11 de abril de 2014

Era uma vez? *Isaac Roitman


Era uma vez um planeta pequeno sem luz propria e muito difícil de ser percebido na

imensidão do universo. Orbitava em torno de uma estrela chamada Sol. Era um planeta

relativamente jovem. Surgiu a 4,5 milhões de anos, 9,2 milhões de anos depois da

origem do universo. No começo, era uma rocha derretida, que depois se solidificou e

formou a superfície terrestre. Naquela época devido a erupções vulcânicas, a atmosfera

era composta de vários gases. Houve um grande período de chuva, e as partes de terra

que não ficaram submersas formaram os continentes. A vida nesse planeta começou

há cerca de 3,5 bilhões de anos. As primeiras formas de vida eram microscópicas

e durante um processo conhecido como evolução surgiram as plantas e os animais.

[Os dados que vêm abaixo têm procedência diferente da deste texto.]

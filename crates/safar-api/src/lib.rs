//! Safar API crate - axum HTTP server and route handlers.
//!
//! Exposes the booking assistant over REST: one turn endpoint that the
//! voice frontend polls with audio and accumulated booking state, plus
//! health and index routes.

pub mod error;
pub mod handlers;
pub mod routes;
pub mod state;

pub use error::ApiError;
pub use routes::create_router;
pub use state::AppState;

Estima-se que nesse planeta existam cerca de 09 milhões de espécies, sendo que até o

momento aproximadamente 1,3 milhões foram catalogadas. Os primeiros mamíferos

surgiram há 200 milhões de anos quando havia um supercontinente - Pangeia – que

se fragmentou a aproximadamente 130 milhões de anos. O homem - Homo sapiens –

existe há 200.000 anos e se originou a partir de um ancestral primata. Há cerca de 8.000

a 5.000 a.C, com o surgimento da agricultura, o homem abandonou a sua vida nômade,

sedentarizando-se às margens dos rios e lagos, originando os primeiros aglomerados

urbanos, o que fez com que alguns grupos exercerem domínios sobre outros, gerando

assim sociedades desenvolvidas. A sociedade moderna foi marcada por inúmeras

transformações que impactaram no modo de vida e de relação entre os indivíduos. A

revolução industrial, e a reorganização do trabalho que ela fomentou, trouxe consigo

uma série de problemas sociais, conflitos e guerras.

O primeiro registro de guerra foi no ano 2.525 a.C no estado de Lagash na Suméria

(sudoeste do Iraque) contra o estado de Umma. Esses centros urbanos viviam em

constante rivalidade pelo domínio econômico, territorial e político. O império romano

foi protagonista de inúmeras guerras que se iniciaram no ano 343 a.C. e duraram

mais de 04 séculos. Desde o primeiro conflito o planeta nunca alcançou períodos

longos de paz. Mais recentemente a primeira guerra mundial (1914-1918) e a segunda

(1939- 1945), provocaram a morte de milhões de pessoas. Durante a primeira guerra

mundial H.G. Wells lançou um slogan “A Guerra para Acabar com Todas as Guerras”,

preconizando que estávamos iniciando uma sonhada utopia de paz permanente. Ele

errou, pois até hoje temos conflitos como no Oriente Médio e estados de guerra em

todo o planeta como consequência da violência descontrolada.

Vivemos uma encruzilhada onde dois caminhos podem ser vislumbrados. O primeiro

será a deteriorização das relações humanas tanto na dimensão individual como coletiva.

A cultura consumista e de falsos valores que nos é imposta aumentará os desvios de

conduta e a ampliação da injustiça social. Corremos o risco de novos grandes conflitos

com a utilização de armas de destruição em massa, nucleares, químicas ou biológicas.

Os recursos naturais de nosso pequeno planeta estão sendo esgotados continuamente.

Se continuarmos nesse estado de insanidade global é possível que a aventura do

surgimento da espécie humana termine. O epílogo dessa aventura seria: Era uma vez um

ser humano que não deu certo.

Um caminho alternativo seria uma inflexão no comportamento na vida das futuras

gerações. Com uma educação que prepare o ser humano para uma convivência

de respeito e solidariedade, poderíamos perpetuar aquilo que chamamos de vida

inteligente. Nesse cenário todos teriam uma vida digna e oportunidades para apreciar

as artes e os encantos da natureza. Para isso deveríamos proporcionar desde os

primeiros anos de vida uma educação, que como sugeriu Sigmund Freud, pudesse

provocar uma renúncia progressiva dos instintos criando caminhos para um mundo

novo onde todos teriam a oportunidade de alcançar a felicidade. Se formos capazes

de induzir esse protagonismo virtuoso para as gerações futuras, conquistaremos a

legitimidade de sermos verdadeiramente membros da espécie Homo sapiens. Nesse caso

o epílogo seria: Era uma vez um ser humano que deu certo. Essas reflexões lembram

o feliz pensamento de Euclides da Cunha: “Estamos condenados à civilização. Ou

progredimos ou desaparecemos”.

* Professor emérito e coordenador do Núcleo de Estudos do Futuro da Universidade de

Brasília e membro titular da Academia Brasileira de Ciências.